I recently started using this plugin after reading a tip from Glenn Johnson (aka glennzo) in a 2018 fedoraforum.org post. While working on a Raspberry Pi based Kubernetes cluster running Fedora Linux and also on several container-based services, I winced with every DNF update on each Pi or each container that downloaded a duplicate set of rpms across my expensive internet connection. In order to improve this situation, I searched for a solution that would cache rpms for local reuse. I wanted something that would not require any changes to repository configuration files on every machine. I also wanted it to continue to use the network of Fedora Linux mirrors. I didn’t want to use a single mirror for all updates.

Prior art

An internet search yields two common solutions that eliminate or reduce repeat downloads of the same RPM set – create a private Fedora Linux mirror or set up a caching proxy.

Fedora provides guidance on setting up a private mirror. A mirror requires a lot of bandwidth and disk space and significant work to maintain. A full private mirror would be too expensive and it would be overkill for my purposes.

The most common solution I found online was to implement a caching proxy using Squid. I had two concerns with this type of solution. First, I would need to edit repository definitions stored in /etc/yum.repo.d on each virtual and physical machine or container to use the same mirror. Second, I would need to use http and not https connections which would introduce a security risk.

After reading Glenn’s 2018 post on the DNF local plugin, I searched for additional information but could not find much of anything besides the sparse documentation for the plugin on the DNF documentation web site. This article is intended to raise awareness of this plugin.

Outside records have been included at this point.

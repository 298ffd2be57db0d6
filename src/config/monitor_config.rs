//! Monitor Configuration - serial link, model artifact and timing as TOML values
//!
//! Each struct implements `Default` with values from [`super::defaults`], so a
//! deployment with no config file behaves like the stock rig.

use serde::{Deserialize, Serialize};
use std::path::{Path, PathBuf};
use std::time::Duration;
use tracing::{info, warn};

use super::defaults;

/// Environment variable naming an explicit config file.
pub const CONFIG_ENV_VAR: &str = "POSTURE_CONFIG";

/// Config file looked up in the working directory.
pub const LOCAL_CONFIG_FILE: &str = "posture_config.toml";

// ============================================================================
// Top-Level Config
// ============================================================================

/// Root configuration for one monitor deployment.
///
/// Load with `MonitorConfig::load()` which searches:
/// 1. `$POSTURE_CONFIG` env var
/// 2. `./posture_config.toml`
/// 3. Built-in defaults
#[derive(Debug, Clone, Default, PartialEq, Serialize, Deserialize)]
pub struct MonitorConfig {
    #[serde(default)]
    pub serial: SerialConfig,

    #[serde(default)]
    pub classifier: ClassifierConfig,

    #[serde(default)]
    pub escalation: EscalationConfig,

    #[serde(default)]
    pub consumer: ConsumerConfig,
}

impl MonitorConfig {
    /// Load configuration using the standard search order.
    ///
    /// A file that exists but fails to load is logged and skipped.
    pub fn load() -> Self {
        if let Ok(path) = std::env::var(CONFIG_ENV_VAR) {
            let p = PathBuf::from(&path);
            if p.exists() {
                match Self::load_from_file(&p) {
                    Ok(config) => {
                        info!(path = %p.display(), "Loaded monitor config from {}", CONFIG_ENV_VAR);
                        return config;
                    }
                    Err(e) => {
                        warn!(path = %p.display(), error = %e, "Failed to load config from {}, falling back", CONFIG_ENV_VAR);
                    }
                }
            } else {
                warn!(path = %path, "{} points to non-existent file, falling back", CONFIG_ENV_VAR);
            }
        }

        let local = PathBuf::from(LOCAL_CONFIG_FILE);
        if local.exists() {
            match Self::load_from_file(&local) {
                Ok(config) => {
                    info!("Loaded monitor config from ./{}", LOCAL_CONFIG_FILE);
                    return config;
                }
                Err(e) => {
                    warn!(error = %e, "Failed to load ./{}, using defaults", LOCAL_CONFIG_FILE);
                }
            }
        }

        info!("No {} found, using built-in defaults", LOCAL_CONFIG_FILE);
        Self::default()
    }

    /// Load from a specific TOML file path.
    pub fn load_from_file(path: &Path) -> Result<Self, ConfigError> {
        let contents = std::fs::read_to_string(path)
            .map_err(|e| ConfigError::Io(path.to_path_buf(), e))?;
        let config = Self::from_toml_str(&contents)
            .map_err(|e| match e {
                ConfigError::Parse(_, inner) => ConfigError::Parse(path.to_path_buf(), inner),
                other => other,
            })?;
        Ok(config)
    }

    /// Parse and validate a TOML document.
    pub fn from_toml_str(contents: &str) -> Result<Self, ConfigError> {
        let config: Self =
            toml::from_str(contents).map_err(|e| ConfigError::Parse(PathBuf::new(), e))?;
        config.validate()?;
        Ok(config)
    }

    /// Serialize the current config to a TOML string.
    pub fn to_toml(&self) -> Result<String, ConfigError> {
        toml::to_string_pretty(self).map_err(ConfigError::Serialize)
    }

    /// Save config to a file.
    pub fn save_to_file(&self, path: &Path) -> Result<(), ConfigError> {
        let contents = self.to_toml()?;
        std::fs::write(path, contents).map_err(|e| ConfigError::Io(path.to_path_buf(), e))?;
        info!(path = %path.display(), "Monitor config saved");
        Ok(())
    }

    /// Validate every section, collecting all violations.
    pub fn validate(&self) -> Result<(), ConfigError> {
        let mut errors: Vec<String> = Vec::new();

        let s = &self.serial;
        if s.port.trim().is_empty() {
            errors.push("serial.port must not be empty".to_string());
        }
        if s.baud_rate == 0 {
            errors.push("serial.baud_rate must be > 0".to_string());
        }
        if s.read_timeout_ms == 0 {
            errors.push("serial.read_timeout_ms must be > 0".to_string());
        }

        if self.classifier.model_path.as_os_str().is_empty() {
            errors.push("classifier.model_path must not be empty".to_string());
        }

        Self::check_positive_secs(
            self.escalation.sustained_threshold_secs,
            "escalation.sustained_threshold_secs",
            &mut errors,
        );

        if self.consumer.poll_interval_ms == 0 {
            errors.push("consumer.poll_interval_ms must be > 0".to_string());
        }
        Self::check_positive_secs(
            self.consumer.stale_warning_secs,
            "consumer.stale_warning_secs",
            &mut errors,
        );

        if errors.is_empty() {
            Ok(())
        } else {
            Err(ConfigError::Validation(errors))
        }
    }

    fn check_positive_secs(value: f64, name: &str, errors: &mut Vec<String>) {
        // NaN fails every comparison, check it first
        if !value.is_finite() {
            errors.push(format!("{name} must be finite (got {value})"));
        } else if value <= 0.0 {
            errors.push(format!("{name} must be > 0 (got {value})"));
        } else if Duration::try_from_secs_f64(value).is_err() {
            // Would overflow Duration::from_secs_f64 in the accessors
            errors.push(format!("{name} is too large (got {value})"));
        }
    }
}

// ============================================================================
// Error Type
// ============================================================================

#[derive(Debug)]
pub enum ConfigError {
    Io(PathBuf, std::io::Error),
    Parse(PathBuf, toml::de::Error),
    Serialize(toml::ser::Error),
    Validation(Vec<String>),
}

impl std::fmt::Display for ConfigError {
    fn fmt(&self, f: &mut std::fmt::Formatter<'_>) -> std::fmt::Result {
        match self {
            ConfigError::Io(path, e) => write!(f, "Config I/O error ({}): {}", path.display(), e),
            ConfigError::Parse(path, e) => {
                write!(f, "Config parse error ({}): {}", path.display(), e)
            }
            ConfigError::Serialize(e) => write!(f, "Config serialization error: {}", e),
            ConfigError::Validation(errors) => {
                writeln!(f, "Config validation failed:")?;
                for e in errors {
                    writeln!(f, "  - {}", e)?;
                }
                Ok(())
            }
        }
    }
}

impl std::error::Error for ConfigError {}

// ============================================================================
// Serial Link
// ============================================================================

#[derive(Debug, Clone, PartialEq, Serialize, Deserialize)]
#[serde(default)]
pub struct SerialConfig {
    /// Device path, e.g. `/dev/ttyACM0` or `COM3`
    pub port: String,
    pub baud_rate: u32,
    pub read_timeout_ms: u64,
    /// Wait after opening before reading (board reset transient)
    pub settle_delay_ms: u64,
}

impl Default for SerialConfig {
    fn default() -> Self {
        Self {
            port: defaults::SERIAL_PORT.to_string(),
            baud_rate: defaults::SERIAL_BAUD_RATE,
            read_timeout_ms: defaults::SERIAL_READ_TIMEOUT_MS,
            settle_delay_ms: defaults::SERIAL_SETTLE_DELAY_MS,
        }
    }
}

impl SerialConfig {
    pub fn read_timeout(&self) -> Duration {
        Duration::from_millis(self.read_timeout_ms)
    }

    pub fn settle_delay(&self) -> Duration {
        Duration::from_millis(self.settle_delay_ms)
    }
}

// ============================================================================
// Classifier
// ============================================================================

#[derive(Debug, Clone, PartialEq, Serialize, Deserialize)]
#[serde(default)]
pub struct ClassifierConfig {
    /// Path to the JSON logistic model artifact
    pub model_path: PathBuf,
}

impl Default for ClassifierConfig {
    fn default() -> Self {
        Self {
            model_path: PathBuf::from(defaults::MODEL_PATH),
        }
    }
}

// ============================================================================
// Escalation
// ============================================================================

#[derive(Debug, Clone, PartialEq, Serialize, Deserialize)]
#[serde(default)]
pub struct EscalationConfig {
    /// Continuous dangerous time before `DangerousSustained` (inclusive)
    pub sustained_threshold_secs: f64,
}

impl Default for EscalationConfig {
    fn default() -> Self {
        Self {
            sustained_threshold_secs: defaults::SUSTAINED_DANGER_THRESHOLD_SECS,
        }
    }
}

impl EscalationConfig {
    pub fn threshold(&self) -> Duration {
        Duration::from_secs_f64(self.sustained_threshold_secs)
    }
}

// ============================================================================
// Consumer Loop
// ============================================================================

#[derive(Debug, Clone, PartialEq, Serialize, Deserialize)]
#[serde(default)]
pub struct ConsumerConfig {
    pub poll_interval_ms: u64,
    /// Log a warning after this long without a new reading (severity unaffected)
    pub stale_warning_secs: f64,
}

impl Default for ConsumerConfig {
    fn default() -> Self {
        Self {
            poll_interval_ms: defaults::POLL_INTERVAL_MS,
            stale_warning_secs: defaults::STALE_WARNING_SECS,
        }
    }
}

impl ConsumerConfig {
    pub fn poll_interval(&self) -> Duration {
        Duration::from_millis(self.poll_interval_ms)
    }

    pub fn stale_warning(&self) -> Duration {
        Duration::from_secs_f64(self.stale_warning_secs)
    }
}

About the DNF local plugin

The online documentation provides a succinct description of the plugin: “Automatically copy all downloaded packages to a repository on the local filesystem and generating repo metadata”. The magic happens when there are two or more Fedora Linux machines configured to use the plugin and to share the same local repository. These machines can be virtual machines or containers running on a host and all sharing the host filesystem, or separate physical hardware on a local area network sharing the file system using a network-based file system sharing technology. The plugin, once configured, handles everything else transparently. Continue to use dnf as before. dnf will check the plugin repository for rpms, then proceed to download from a mirror if not found. The plugin will then cache all rpms in the local repository regardless of their upstream source – an official Fedora Linux repository or a third-party RPM repository – and make them available for the next run of dnf.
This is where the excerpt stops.